**INSTRUCTIONS TO FOLLOW**. The required answer is every line of the data containing the word "positive".

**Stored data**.
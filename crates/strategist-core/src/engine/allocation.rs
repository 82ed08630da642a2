use crate::{AllocationTemplate, Catalog, RiskTier};

/// Maps a risk-tier label to its fixed allocation template.
#[derive(Debug, Clone, Copy)]
pub struct AllocationTemplateSelector<'a> {
    catalog: &'a Catalog,
}

impl<'a> AllocationTemplateSelector<'a> {
    pub fn new(catalog: &'a Catalog) -> Self {
        Self { catalog }
    }

    /// Case-insensitive; unrecognized labels get the medium template.
    pub fn select(&self, risk_tier: &str) -> &'a AllocationTemplate {
        self.select_tier(RiskTier::resolve(risk_tier))
    }

    pub fn select_tier(&self, tier: RiskTier) -> &'a AllocationTemplate {
        self.catalog.template(tier)
    }
}
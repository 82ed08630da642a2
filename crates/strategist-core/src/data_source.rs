//! Market-data source contracts.
//!
//! The engine never talks to the network. A caller resolves prices and the
//! exchange rate through these traits first (usually via
//! [`MarketDataResolver`](crate::MarketDataResolver)) and hands the result
//! to the engine as a [`MarketSnapshot`](crate::MarketSnapshot).
//!
//! | Trait | Method | Output |
//! |-------|--------|--------|
//! | [`QuoteSource`] | `price(&Symbol)` | unit price in quote currency |
//! | [`FxSource`] | `fx_rate()` | local currency per unit of quote currency |

use std::fmt::{Display, Formatter};
use std::future::Future;
use std::pin::Pin;

use crate::{ProviderId, Symbol};

pub type SourceFuture<'a, T> = Pin<Box<dyn Future<Output = Result<T, SourceError>> + Send + 'a>>;

/// Adapter-level error classification.
#[derive(Debug, Clone, Copy, PartialEq, Eq)]
pub enum SourceErrorKind {
    Unavailable,
    RateLimited,
    InvalidRequest,
    InvalidResponse,
    NotConfigured,
    Internal,
}

/// Structured source error; retryable errors are retried before fallback.
#[derive(Debug, Clone, PartialEq, Eq)]
pub struct SourceError {
    kind: SourceErrorKind,
    message: String,
    retryable: bool,
}

impl SourceError {
    pub fn unavailable(message: impl Into<String>) -> Self {
        Self {
            kind: SourceErrorKind::Unavailable,
            message: message.into(),
            retryable: true,
        }
    }

    pub fn rate_limited(message: impl Into<String>) -> Self {
        Self {
            kind: SourceErrorKind::RateLimited,
            message: message.into(),
            retryable: true,
        }
    }

    pub fn invalid_request(message: impl Into<String>) -> Self {
        Self {
            kind: SourceErrorKind::InvalidRequest,
            message: message.into(),
            retryable: false,
        }
    }

    pub fn invalid_response(message: impl Into<String>) -> Self {
        Self {
            kind: SourceErrorKind::InvalidResponse,
            message: message.into(),
            retryable: false,
        }
    }

    pub fn not_configured(provider: ProviderId, setting: &str) -> Self {
        Self {
            kind: SourceErrorKind::NotConfigured,
            message: format!("source '{provider}' is missing {setting}"),
            retryable: false,
        }
    }

    pub fn internal(message: impl Into<String>) -> Self {
        Self {
            kind: SourceErrorKind::Internal,
            message: message.into(),
            retryable: false,
        }
    }

    pub const fn kind(&self) -> SourceErrorKind {
        self.kind
    }

    pub fn message(&self) -> &str {
        &self.message
    }

    pub const fn retryable(&self) -> bool {
        self.retryable
    }

    pub const fn code(&self) -> &'static str {
        match self.kind {
            SourceErrorKind::Unavailable => "source.unavailable",
            SourceErrorKind::RateLimited => "source.rate_limited",
            SourceErrorKind::InvalidRequest => "source.invalid_request",
            SourceErrorKind::InvalidResponse => "source.invalid_response",
            SourceErrorKind::NotConfigured => "source.not_configured",
            SourceErrorKind::Internal => "source.internal",
        }
    }
}

impl Display for SourceError {
    fn fmt(&self, f: &mut Formatter<'_>) -> std::fmt::Result {
        write!(f, "{} ({})", self.message, self.code())
    }
}

impl std::error::Error for SourceError {}

/// Provider of current unit prices.
///
/// Implementations must be `Send + Sync`; the resolver fetches several
/// symbols concurrently from one shared instance.
pub trait QuoteSource: Send + Sync {
    fn id(&self) -> ProviderId;

    /// Latest unit price of `symbol` in quote currency. Always positive on success.
    fn price<'a>(&'a self, symbol: &'a Symbol) -> SourceFuture<'a, f64>;
}

/// Provider of the local/quote exchange rate.
pub trait FxSource: Send + Sync {
    fn id(&self) -> ProviderId;

    /// Units of local currency per one unit of quote currency. Always positive on success.
    fn fx_rate<'a>(&'a self) -> SourceFuture<'a, f64>;
}
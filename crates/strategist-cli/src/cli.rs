//! CLI argument definitions for strategist.
//!
//! # Commands
//!
//! | Command | Description |
//! |---------|-------------|
//! | `build` | Build a portfolio for a budget, risk tier and horizon |
//! | `project` | Project outcomes for an explicit allocation or a tier |
//! | `price` | Look up one unit price |
//! | `fx` | Look up the exchange rate |
//! | `assets` | List catalog assets |
//! | `tiers` | Describe risk tiers |
//! | `horizons` | List offered horizons |
//!
//! # Global Options
//!
//! | Option | Default | Description |
//! |--------|---------|-------------|
//! | `--format` | `json` | Output format (json, table) |
//! | `--pretty` | `false` | Pretty-print JSON output |
//! | `--strict` | `false` | Treat warnings as failures (exit code 5) |
//! | `--offline` | `false` | Use the fixed price/rate table only |
//! | `--timeout-ms` | env or `5000` | Per-request HTTP timeout |
//! | `--catalog` | env or builtin | JSON catalog file |

use std::path::PathBuf;

use clap::{Args, Parser, Subcommand, ValueEnum};
use strategist_core::{TimeHorizon, WeightedSymbol};

/// Portfolio construction and projection for small local-currency budgets.
#[derive(Debug, Parser)]
#[command(
    name = "strategist",
    author,
    version,
    about = "Build fractional-share portfolios and project their outcomes",
    long_about = "Strategist converts a local-currency budget into a fractional-share \
portfolio of US-listed assets, then projects pessimistic, expected and optimistic \
outcomes over the chosen horizon, accounting for currency risk.\n\
\n\
Educational simulation only, not financial advice."
)]
pub struct Cli {
    /// Output format for results.
    #[arg(long, global = true, value_enum, default_value_t = OutputFormat::Json)]
    pub format: OutputFormat,

    /// Pretty-print JSON output with indentation.
    #[arg(long, global = true, default_value_t = false)]
    pub pretty: bool,

    /// Treat warnings (e.g. fallback prices) as failures (exit code 5).
    #[arg(long, global = true, default_value_t = false)]
    pub strict: bool,

    /// Skip live market data and use the built-in price/rate table.
    #[arg(long, global = true, default_value_t = false)]
    pub offline: bool,

    /// Per-request HTTP timeout in milliseconds (overrides STRATEGIST_TIMEOUT_MS).
    #[arg(long, global = true)]
    pub timeout_ms: Option<u64>,

    /// JSON catalog file (overrides STRATEGIST_CATALOG).
    #[arg(long, global = true)]
    pub catalog: Option<PathBuf>,

    #[command(subcommand)]
    pub command: Command,
}

#[derive(Debug, Clone, Copy, PartialEq, Eq, ValueEnum)]
pub enum OutputFormat {
    /// Human-readable summary.
    Table,
    /// Single JSON envelope.
    Json,
}

#[derive(Debug, Subcommand)]
pub enum Command {
    /// Build a portfolio and its projection.
    ///
    /// # Examples
    ///
    ///   strategist build 50000
    ///   strategist build 50000 --risk high --horizon 3_years --format table
    ///   strategist build 20000 --risk low --horizon 18
    Build(BuildArgs),

    /// Project outcomes without sizing positions.
    ///
    /// # Examples
    ///
    ///   strategist project 50000 --risk medium
    ///   strategist project 50000 --position SPY=60 --position KO=40 --horizon 2_years
    Project(ProjectArgs),

    /// Look up the current unit price of a symbol.
    Price(PriceArgs),

    /// Look up the current local/quote exchange rate.
    Fx,

    /// List the approved assets of the catalog.
    Assets,

    /// Describe the risk tiers and their allocations.
    Tiers,

    /// List the offered investment horizons.
    Horizons,
}

#[derive(Debug, Args)]
pub struct BuildArgs {
    /// Budget in local currency.
    pub budget: f64,

    /// Risk tier: low, medium or high. Unknown values use medium.
    #[arg(long, default_value = "medium")]
    pub risk: String,

    /// Horizon label (6_months, 1_year, 3_years, ...) or month count (1-120).
    #[arg(long, default_value = "1_year")]
    pub horizon: TimeHorizon,
}

#[derive(Debug, Args)]
pub struct ProjectArgs {
    /// Budget in local currency.
    pub budget: f64,

    /// Risk tier whose fallback statistics apply when no position is given.
    #[arg(long, default_value = "medium")]
    pub risk: String,

    #[arg(long, default_value = "1_year")]
    pub horizon: TimeHorizon,

    /// Allocation slot as SYMBOL=PERCENT; repeatable.
    #[arg(long = "position", value_name = "SYMBOL=PERCENT")]
    pub positions: Vec<WeightedSymbol>,
}

#[derive(Debug, Args)]
pub struct PriceArgs {
    pub symbol: String,
}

**THE ANSWER**.
    /// Latest unit price of `symbol` in quote currency. Always positive on success.
    /// Units of local currency per one unit of quote currency. Always positive on success.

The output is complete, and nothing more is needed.